→ **YOUR TASK**: Show each line from the records below in which the word "DatalogSession" occurs.

→ **MATERIAL FOR THE TASK**:
//! Session tracking and wire decoding.
//!
//! Frame formats (all integers little-endian):
//!
//! | Command | Layout                                                              |
//! |---------|---------------------------------------------------------------------|
//! | OPEN    | cmd(1) id(1) uuid(16) created_at(4) tag(4) item_type(1) item_size(2)|
//! | DATA    | cmd(1) id(1) items_left(4) chunk(rest)                              |
//! | CLOSE   | cmd(1) id(1)                                                        |
//!
//! The host answers every message with `ACK(id)` or `NACK(id)`; responses
//! surface as [`DeviceEvent::SendBytes`] so the dispatcher routes them to
//! the transport with everything else.

use std::collections::HashMap;

use log::{debug, warn};
use uuid::Uuid;

use wristlink_protocol::{
    DeviceEvent, ProtocolError, DATALOG_ACK, DATALOG_CLOSE, DATALOG_DATA, DATALOG_ITEM_CSTRING,
    DATALOG_NACK, DATALOG_OPEN, ENDPOINT_DATALOG,
};

use crate::error::DatalogError;
use crate::session::DatalogSession;

/// Tracks every live data log session for one device.
#[derive(Debug, Default)]
pub struct DatalogTracker {
    sessions: HashMap<u8, DatalogSession>,
}

impl DatalogTracker {
    /// Create an empty tracker.
    pub fn new() -> Self {
        DatalogTracker {
            sessions: HashMap::new(),
        }
    }

    /// Number of live sessions.
    pub fn session_count(&self) -> usize {
        self.sessions.len()
    }

    /// Get a live session by id.
    pub fn session(&self, id: u8) -> Option<&DatalogSession> {
        self.sessions.get(&id)
    }

    /// Handle one data log payload, producing record events and the
    /// acknowledgement to send back.
    pub fn handle_message(&mut self, payload: &[u8]) -> Result<Vec<DeviceEvent>, DatalogError> {
        if payload.len() < 2 {
            return Err(ProtocolError::FrameTooShort {
                expected: 2,
                actual: payload.len(),
            }
            .into());
        }

        let command = payload[0];
        let id = payload[1];

        match command {
            DATALOG_OPEN => self.handle_open(id, payload),
            DATALOG_DATA => self.handle_data(id, payload),
            DATALOG_CLOSE => self.handle_close(id),
            other => Err(DatalogError::UnknownCommand(other)),
        }
    }

    /// Close every live session, discarding partial items. Called on
    /// transport teardown.
    pub fn close_all(&mut self) {
        for (_, mut session) in self.sessions.drain() {
            session.close();
        }
    }

    fn handle_open(&mut self, id: u8, payload: &[u8]) -> Result<Vec<DeviceEvent>, DatalogError> {
        // cmd(1) + id(1) + uuid(16) + created_at(4) + tag(4) + item_type(1) + item_size(2)
        if payload.len() < 29 {
            return Err(ProtocolError::FrameTooShort {
                expected: 29,
                actual: payload.len(),
            }
            .into());
        }

        let uuid = Uuid::from_slice(&payload[2..18])
            .map_err(|e| ProtocolError::InvalidData(e.to_string()))?;
        let created_at = u32::from_le_bytes([payload[18], payload[19], payload[20], payload[21]]);
        let tag = u32::from_le_bytes([payload[22], payload[23], payload[24], payload[25]]);
        let item_type = payload[26];
        let item_size = u16::from_le_bytes([payload[27], payload[28]]);

        // Variable-length items carry their own terminator; everything else
        // needs a usable size.
        if item_size == 0 && item_type != DATALOG_ITEM_CSTRING {
            warn!("datalog open for session {} with zero item size, rejecting", id);
            return Ok(vec![nack(id)]);
        }

        // A reused id implicitly closes the previous occupant.
        if let Some(mut previous) = self.sessions.remove(&id) {
            warn!(
                "datalog session id {} conflict: closing previous {} stream ({} partial bytes dropped)",
                id,
                previous.description(),
                previous.buffered_len()
            );
            previous.close();
        }

        let session = DatalogSession::new(id, uuid, created_at, tag, item_type, item_size);
        debug!(
            "datalog session {} opened: {} tag {} for app {}",
            id,
            session.description(),
            tag,
            uuid
        );
        self.sessions.insert(id, session);

        Ok(vec![ack(id)])
    }

    fn handle_data(&mut self, id: u8, payload: &[u8]) -> Result<Vec<DeviceEvent>, DatalogError> {
        // cmd(1) + id(1) + items_left(4)
        if payload.len() < 6 {
            return Err(ProtocolError::FrameTooShort {
                expected: 6,
                actual: payload.len(),
            }
            .into());
        }

        let Some(session) = self.sessions.get_mut(&id) else {
            warn!("datalog data for unknown session {}", id);
            return Ok(vec![nack(id)]);
        };

        let items_left =
            u32::from_le_bytes([payload[2], payload[3], payload[4], payload[5]]);
        let mut events = session.append(&payload[6..]);
        debug!(
            "datalog session {}: {} events assembled, {} items left on device",
            id,
            events.len(),
            items_left
        );

        events.push(ack(id));
        Ok(events)
    }

    fn handle_close(&mut self, id: u8) -> Result<Vec<DeviceEvent>, DatalogError> {
        match self.sessions.remove(&id) {
            Some(mut session) => {
                session.close();
                debug!("datalog session {} closed", id);
            }
            None => debug!("datalog close for unknown session {}", id),
        }
        Ok(vec![ack(id)])
    }
}

fn ack(id: u8) -> DeviceEvent {
    DeviceEvent::SendBytes {
        endpoint: ENDPOINT_DATALOG,
        data: vec![DATALOG_ACK, id],
    }
}

fn nack(id: u8) -> DeviceEvent {
    DeviceEvent::SendBytes {
        endpoint: ENDPOINT_DATALOG,
        data: vec![DATALOG_NACK, id],
    }
}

→ **EXPECTED ANSWER**:
use crate::session::DatalogSession;
    sessions: HashMap<u8, DatalogSession>,
    pub fn session(&self, id: u8) -> Option<&DatalogSession> {
        let session = DatalogSession::new(id, uuid, created_at, tag, item_type, item_size);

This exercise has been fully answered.